William Noble wrote:
"Steven Sullivan" wrote in message
...
William Noble wrote:

but to bring this back to the general topic of audio, perhaps it is truer
now than 4 years ago that we are willing to tolerate digitization
artifacts
in our music due to the wide availability of highly compressed music.
You
may have noted a recent article about Mrs Zappa and how she is refusing
permission for her late husband's music to be distributed in any
compressed
form because of the violence it does to his vision. Surely she is to be
admired by this group?


Not really...first, data compression can be lossless. Second, even when
it's lossy, it
can be psychoacoustically benign.


Absolutely true - data CAN be lossless (good ol' ziv-Lempel being one
example), and it CAN be psychacoustically benign. However, my point was
that we (or at least the general public) is more tolerant of acoustic
artifacts introduced by digitization. There is also another phenomena in
recorded music - over compression - there was a good article in spectrum on
this subject. You will notice it most clearly if you play some LP or other
recording of popular music from say 1970 (or 1950, I don't care) and look at
the dynamic range on the recording, and then play an equivalently popular
(let's say it must be a top-40 tune) recorded item from the current charts.
I really notice this effect, and I don't like it. Everything has to be
louder. There are even measurements of bird songs in NYC that show that the
birds of central NYC sing louder than their country cousins.
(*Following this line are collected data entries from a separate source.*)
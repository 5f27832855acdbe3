//! # OAuth2 Access Tokens
//!
//! The FCM HTTP v1 API takes a short-lived bearer token. With a service
//! account key the gateway signs an RS256 assertion, exchanges it at the
//! key's `token_uri`, and caches the result until shortly before it expires.
//! A statically configured token bypasses all of this and is never refreshed.

use super::{GatewayError, GatewayResult};
use crate::config::PushConfig;
use crate::logging::redact_token;
use async_trait::async_trait;
use chrono::{DateTime, Duration, Utc};
use jsonwebtoken::{encode, Algorithm, EncodingKey, Header};
use serde::{Deserialize, Serialize};
use std::fmt;
use std::path::Path;
use std::sync::Arc;
use tokio::sync::Mutex;
use tracing::{debug, error, info};

/// OAuth scope required for sending FCM messages
pub const FCM_SCOPE: &str = "https://www.googleapis.com/auth/firebase.messaging";

const JWT_BEARER_GRANT: &str = "urn:ietf:params:oauth:grant-type:jwt-bearer";
const DEFAULT_TOKEN_URI: &str = "https://oauth2.googleapis.com/token";
const ASSERTION_LIFETIME_SECS: i64 = 3600;
/// Tokens this close to expiry are refreshed before use
const REFRESH_MARGIN_SECS: i64 = 60;

/// Supplies the bearer token for each gateway request
#[async_trait]
pub trait AccessTokenSource: Send + Sync + fmt::Debug {
    async fn access_token(&self) -> GatewayResult<String>;

    /// Drop any cached token so the next call fetches a new one
    async fn invalidate(&self) {}
}

/// A fixed token taken from configuration
pub struct StaticToken(String);

impl StaticToken {
    pub fn new(token: impl Into<String>) -> Self {
        Self(token.into())
    }
}

impl fmt::Debug for StaticToken {
    fn fmt(&self, f: &mut fmt::Formatter<'_>) -> fmt::Result {
        f.debug_tuple("StaticToken")
            .field(&redact_token(&self.0))
            .finish()
    }
}

#[async_trait]
impl AccessTokenSource for StaticToken {
    async fn access_token(&self) -> GatewayResult<String> {
        Ok(self.0.clone())
    }
}

/// The subset of a Google service account key file the gateway needs
#[derive(Clone, Deserialize)]
pub struct ServiceAccountKey {
    pub client_email: String,
    pub private_key: String,
    #[serde(default)]
    pub private_key_id: Option<String>,
    #[serde(default)]
    pub project_id: Option<String>,
    #[serde(default = "default_token_uri")]
    pub token_uri: String,
}

fn default_token_uri() -> String {
    DEFAULT_TOKEN_URI.to_string()
}

impl fmt::Debug for ServiceAccountKey {
    fn fmt(&self, f: &mut fmt::Formatter<'_>) -> fmt::Result {
        f.debug_struct("ServiceAccountKey")
            .field("client_email", &self.client_email)
            .field("private_key_id", &self.private_key_id)
            .field("project_id", &self.project_id)
            .field("token_uri", &self.token_uri)
            .finish_non_exhaustive()
    }
}

impl ServiceAccountKey {
    pub fn from_json(json: &str) -> GatewayResult<Self> {
        serde_json::from_str(json)
            .map_err(|e| GatewayError::configuration(format!("invalid service account key: {e}")))
    }

    pub fn from_file(path: &Path) -> GatewayResult<Self> {
        let json = std::fs::read_to_string(path).map_err(|e| {
            GatewayError::configuration(format!(
                "cannot read service account key {}: {e}",
                path.display()
            ))
        })?;
        Self::from_json(&json)
    }
}

/// Claims of the signed assertion sent to the token endpoint
#[derive(Debug, Clone, Serialize, Deserialize, PartialEq, Eq)]
pub(crate) struct AssertionClaims {
    pub iss: String,
    pub scope: String,
    pub aud: String,
    pub iat: i64,
    pub exp: i64,
}

#[derive(Debug, Deserialize)]
struct TokenResponse {
    access_token: String,
    expires_in: i64,
}

#[derive(Debug, Clone)]
struct CachedToken {
    token: String,
    expires_at: DateTime<Utc>,
}

impl CachedToken {
    fn is_fresh(&self, now: DateTime<Utc>) -> bool {
        now + Duration::seconds(REFRESH_MARGIN_SECS) < self.expires_at
    }
}

/// Mints and caches access tokens from a service account key
pub struct ServiceAccountTokenSource {
    client: reqwest::Client,
    key: ServiceAccountKey,
    encoding_key: EncodingKey,
    cached: Mutex<Option<CachedToken>>,
}

impl fmt::Debug for ServiceAccountTokenSource {
    fn fmt(&self, f: &mut fmt::Formatter<'_>) -> fmt::Result {
        f.debug_struct("ServiceAccountTokenSource")
            .field("key", &self.key)
            .finish_non_exhaustive()
    }
}

impl ServiceAccountTokenSource {
    pub fn new(client: reqwest::Client, key: ServiceAccountKey) -> GatewayResult<Self> {
        let encoding_key = EncodingKey::from_rsa_pem(key.private_key.as_bytes()).map_err(|e| {
            GatewayError::configuration(format!("invalid service account private key: {e}"))
        })?;
        Ok(Self {
            client,
            key,
            encoding_key,
            cached: Mutex::new(None),
        })
    }

    pub fn key(&self) -> &ServiceAccountKey {
        &self.key
    }

    pub(crate) fn assertion(&self, now: DateTime<Utc>) -> GatewayResult<String> {
        let claims = AssertionClaims {
            iss: self.key.client_email.clone(),
            scope: FCM_SCOPE.to_string(),
            aud: self.key.token_uri.clone(),
            iat: now.timestamp(),
            exp: now.timestamp() + ASSERTION_LIFETIME_SECS,
        };
        let mut header = Header::new(Algorithm::RS256);
        header.kid = self.key.private_key_id.clone();

        encode(&header, &claims, &self.encoding_key).map_err(|e| {
            error!(error = %e, "Failed to sign service account assertion");
            GatewayError::configuration(format!("cannot sign assertion: {e}"))
        })
    }

    async fn fetch(&self, now: DateTime<Utc>) -> GatewayResult<CachedToken> {
        let assertion = self.assertion(now)?;
        let response = self
            .client
            .post(&self.key.token_uri)
            .form(&[("grant_type", JWT_BEARER_GRANT), ("assertion", assertion.as_str())])
            .send()
            .await?;

        let status = response.status();
        if !status.is_success() {
            let body = response.text().await.unwrap_or_default();
            return Err(GatewayError::from_status(status.as_u16(), body));
        }

        let parsed: TokenResponse = response
            .json()
            .await
            .map_err(|e| GatewayError::invalid_response(format!("token response: {e}")))?;

        info!(
            client_email = %self.key.client_email,
            expires_in = parsed.expires_in,
            "Obtained FCM access token"
        );
        Ok(CachedToken {
            token: parsed.access_token,
            expires_at: now + Duration::seconds(parsed.expires_in),
        })
    }
}

#[async_trait]
impl AccessTokenSource for ServiceAccountTokenSource {
    async fn access_token(&self) -> GatewayResult<String> {
        // Held across the fetch so concurrent fallback sends share one refresh
        let mut cached = self.cached.lock().await;
        let now = Utc::now();
        if let Some(token) = cached.as_ref().filter(|t| t.is_fresh(now)) {
            return Ok(token.token.clone());
        }

        debug!(token_uri = %self.key.token_uri, "Refreshing FCM access token");
        let fresh = self.fetch(now).await?;
        let token = fresh.token.clone();
        *cached = Some(fresh);
        Ok(token)
    }

    async fn invalidate(&self) {
        self.cached.lock().await.take();
    }
}

/// Credentials resolved from configuration, with the project id they imply
#[derive(Debug)]
pub struct ResolvedCredentials {
    pub source: Arc<dyn AccessTokenSource>,
    pub project_id: Option<String>,
}

/// Pick the token source: a static `access_token` wins, then the service
/// account key from `credentials_path` or `GOOGLE_APPLICATION_CREDENTIALS`.
pub fn resolve_credentials(
    config: &PushConfig,
    client: &reqwest::Client,
) -> GatewayResult<ResolvedCredentials> {
    if let Some(token) = config
        .access_token
        .as_deref()
        .filter(|t| !t.trim().is_empty())
    {
        return Ok(ResolvedCredentials {
            source: Arc::new(StaticToken::new(token)),
            project_id: None,
        });
    }

    let path = config.credentials_file().ok_or_else(|| {
        GatewayError::configuration(
            "fcm requires push.access_token, push.credentials_path or GOOGLE_APPLICATION_CREDENTIALS",
        )
    })?;
    let key = ServiceAccountKey::from_file(&path)?;
    info!(
        path = %path.display(),
        client_email = %key.client_email,
        "Loaded service account credentials"
    );
    let project_id = key.project_id.clone();
    Ok(ResolvedCredentials {
        source: Arc::new(ServiceAccountTokenSource::new(client.clone(), key)?),
        project_id,
    })
}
But from what was written, it appeared to me that Mrs. Zappa (and by
extension you) are conflating two very different meanings of 'compression'
-- data/psychoacoustic compression versus dynamic range compression.

For Mrs. Zappa to be against distribution of Frank's music in 'any
compressed form' sounds like she is against lossless/lossy data
compression, not dynamic range compression. Has she said otherwise?



--
-S
A wise man, therefore, proportions his belief to the evidence. -- David Hume, "On Miracles"
(1748)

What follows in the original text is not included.